• Work order: Given the entries below, copy each of them out exactly.

• Listed records:
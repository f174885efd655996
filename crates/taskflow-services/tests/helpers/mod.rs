//! Test helpers: an in-memory company wired to every service.
//!
//! Run from workspace root: `cargo test -p taskflow-services`.

#![allow(dead_code)]

pub mod recorders;

use std::collections::HashMap;
use std::sync::Arc;
use taskflow_core::models::{Company, Department, Role, SystemRole, User};
use taskflow_db::InMemoryStore;
use taskflow_services::{
    AuthorizationService, HierarchyService, PermissionCatalog, TaskOrchestrator,
};
use uuid::Uuid;

use recorders::{RecordingAuditSink, RecordingNotifier};

/// A company seeded with the system roles, backed by one [`InMemoryStore`].
pub struct TestCompany {
    pub store: Arc<InMemoryStore>,
    pub company: Company,
    pub roles: HashMap<SystemRole, Role>,
    pub catalog: Arc<PermissionCatalog>,
    pub audit: Arc<RecordingAuditSink>,
    pub notifier: Arc<RecordingNotifier>,
}

impl TestCompany {
    pub async fn new() -> Self {
        Self::with_cross_department(false).await
    }

    pub async fn with_cross_department(allow_cross_dept_comm: bool) -> Self {
        let store = Arc::new(InMemoryStore::new());
        let company = Company::new("Acme", allow_cross_dept_comm);
        store.insert_company(company.clone()).await;

        let mut roles = HashMap::new();
        for system in [
            SystemRole::Admin,
            SystemRole::Director,
            SystemRole::Manager,
            SystemRole::Coordinator,
            SystemRole::Analyst,
            SystemRole::Intern,
        ] {
            let role = Role::from_system(system);
            store.insert_role(role.clone()).await;
            roles.insert(system, role);
        }
        let catalog = Arc::new(PermissionCatalog::from_roles(roles.values()));

        Self {
            store,
            company,
            roles,
            catalog,
            audit: Arc::new(RecordingAuditSink::default()),
            notifier: Arc::new(RecordingNotifier::default()),
        }
    }

    pub fn role(&self, system: SystemRole) -> Uuid {
        self.roles[&system].id
    }

    /// Seed a user with a consistent path under `superior`.
    pub async fn add_user(&self, name: &str, system: SystemRole, superior: Option<&User>) -> User {
        let mut user = User::new(
            self.company.id,
            self.role(system),
            name,
            format!("{}@acme.test", name.to_lowercase()),
        );
        if let Some(superior) = superior {
            user.superior_id = Some(superior.id);
            user.hierarchy_path = superior.hierarchy_path.clone();
            user.hierarchy_path.push(user.id);
            user.hierarchy_level = superior.hierarchy_level + 1;
            user.department_id = superior.department_id;
        }
        self.store.insert_user(user.clone()).await;
        user
    }

    /// Store a user exactly as given, without touching its path.
    pub async fn put_user(&self, user: &User) {
        self.store.insert_user(user.clone()).await;
    }

    pub async fn add_department(&self, name: &str, leader: Option<&User>) -> Department {
        let department = Department::new(self.company.id, name, leader.map(|l| l.id));
        self.store.insert_department(department.clone()).await;
        department
    }

    pub async fn join_department(&self, user: &mut User, department: &Department) {
        user.department_id = Some(department.id);
        self.store.insert_user(user.clone()).await;
    }

    pub fn hierarchy(&self) -> HierarchyService {
        HierarchyService::new(self.store.clone(), self.audit.clone())
    }

    pub fn authorization(&self) -> Arc<AuthorizationService> {
        Arc::new(AuthorizationService::new(
            self.store.clone(),
            self.store.clone(),
            self.catalog.clone(),
            self.audit.clone(),
        ))
    }

    pub fn orchestrator(&self) -> TaskOrchestrator {
        TaskOrchestrator::new(
            self.authorization(),
            self.store.clone(),
            self.store.clone(),
            self.store.clone(),
            self.notifier.clone(),
        )
    }

    pub async fn user(&self, user_id: Uuid) -> User {
        use taskflow_db::DirectoryStore;
        self.store
            .get_user(user_id)
            .await
            .expect("store read")
            .expect("user exists")
    }

    pub async fn department(&self, department_id: Uuid) -> Department {
        use taskflow_db::DirectoryStore;
        self.store
            .get_department(department_id)
            .await
            .expect("store read")
            .expect("department exists")
    }
}

/// CEO → Manager → Analyst, the smallest chain exercising every flow.
pub struct Chain {
    pub ceo: User,
    pub manager: User,
    pub analyst: User,
}

pub async fn seed_chain(company: &TestCompany) -> Chain {
    let ceo = company.add_user("Carla", SystemRole::Director, None).await;
    let manager = company
        .add_user("Marcos", SystemRole::Manager, Some(&ceo))
        .await;
    let analyst = company
        .add_user("Ana", SystemRole::Analyst, Some(&manager))
        .await;
    Chain {
        ceo,
        manager,
        analyst,
    }
}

• Response to the task:
repository f174885efd655996
filename crates/taskflow-services/tests/helpers/mod.rs
//! Test helpers: an in-memory company wired to every service.
//!
//! Run from workspace root: `cargo test -p taskflow-services`.

#![allow(dead_code)]

pub mod recorders;

use std::collections::HashMap;
use std::sync::Arc;
use taskflow_core::models::{Company, Department, Role, SystemRole, User};
use taskflow_db::InMemoryStore;
use taskflow_services::{
    AuthorizationService, HierarchyService, PermissionCatalog, TaskOrchestrator,
};
use uuid::Uuid;

use recorders::{RecordingAuditSink, RecordingNotifier};

/// A company seeded with the system roles, backed by one [`InMemoryStore`].
pub struct TestCompany {
    pub store: Arc<InMemoryStore>,
    pub company: Company,
    pub roles: HashMap<SystemRole, Role>,
    pub catalog: Arc<PermissionCatalog>,
    pub audit: Arc<RecordingAuditSink>,
    pub notifier: Arc<RecordingNotifier>,
}

impl TestCompany {
    pub async fn new() -> Self {
        Self::with_cross_department(false).await
    }

    pub async fn with_cross_department(allow_cross_dept_comm: bool) -> Self {
        let store = Arc::new(InMemoryStore::new());
        let company = Company::new("Acme", allow_cross_dept_comm);
        store.insert_company(company.clone()).await;

        let mut roles = HashMap::new();
        for system in [
            SystemRole::Admin,
            SystemRole::Director,
            SystemRole::Manager,
            SystemRole::Coordinator,
            SystemRole::Analyst,
            SystemRole::Intern,
        ] {
            let role = Role::from_system(system);
            store.insert_role(role.clone()).await;
            roles.insert(system, role);
        }
        let catalog = Arc::new(PermissionCatalog::from_roles(roles.values()));

        Self {
            store,
            company,
            roles,
            catalog,
            audit: Arc::new(RecordingAuditSink::default()),
            notifier: Arc::new(RecordingNotifier::default()),
        }
    }

    pub fn role(&self, system: SystemRole) -> Uuid {
        self.roles[&system].id
    }

    /// Seed a user with a consistent path under `superior`.
    pub async fn add_user(&self, name: &str, system: SystemRole, superior: Option<&User>) -> User {
        let mut user = User::new(
            self.company.id,
            self.role(system),
            name,
            format!("{}@acme.test", name.to_lowercase()),
        );
        if let Some(superior) = superior {
            user.superior_id = Some(superior.id);
            user.hierarchy_path = superior.hierarchy_path.clone();
            user.hierarchy_path.push(user.id);
            user.hierarchy_level = superior.hierarchy_level + 1;
            user.department_id = superior.department_id;
        }
        self.store.insert_user(user.clone()).await;
        user
    }

    /// Store a user exactly as given, without touching its path.
    pub async fn put_user(&self, user: &User) {
        self.store.insert_user(user.clone()).await;
    }

    pub async fn add_department(&self, name: &str, leader: Option<&User>) -> Department {
        let department = Department::new(self.company.id, name, leader.map(|l| l.id));
        self.store.insert_department(department.clone()).await;
        department
    }

    pub async fn join_department(&self, user: &mut User, department: &Department) {
        user.department_id = Some(department.id);
        self.store.insert_user(user.clone()).await;
    }

    pub fn hierarchy(&self) -> HierarchyService {
        HierarchyService::new(self.store.clone(), self.audit.clone())
    }

    pub fn authorization(&self) -> Arc<AuthorizationService> {
        Arc::new(AuthorizationService::new(
            self.store.clone(),
            self.store.clone(),
            self.catalog.clone(),
            self.audit.clone(),
        ))
    }

    pub fn orchestrator(&self) -> TaskOrchestrator {
        TaskOrchestrator::new(
            self.authorization(),
            self.store.clone(),
            self.store.clone(),
            self.store.clone(),
            self.notifier.clone(),
        )
    }

    pub async fn user(&self, user_id: Uuid) -> User {
        use taskflow_db::DirectoryStore;
        self.store
            .get_user(user_id)
            .await
            .expect("store read")
            .expect("user exists")
    }

    pub async fn department(&self, department_id: Uuid) -> Department {
        use taskflow_db::DirectoryStore;
        self.store
            .get_department(department_id)
            .await
            .expect("store read")
            .expect("department exists")
    }
}

/// CEO → Manager → Analyst, the smallest chain exercising every flow.
pub struct Chain {
    pub ceo: User,
    pub manager: User,
    pub analyst: User,
}

pub async fn seed_chain(company: &TestCompany) -> Chain {
    let ceo = company.add_user("Carla", SystemRole::Director, None).await;
    let manager = company
        .add_user("Marcos", SystemRole::Manager, Some(&ceo))
        .await;
    let analyst = company
        .add_user("Ana", SystemRole::Analyst, Some(&manager))
        .await;
    Chain {
        ceo,
        manager,
        analyst,
    }
}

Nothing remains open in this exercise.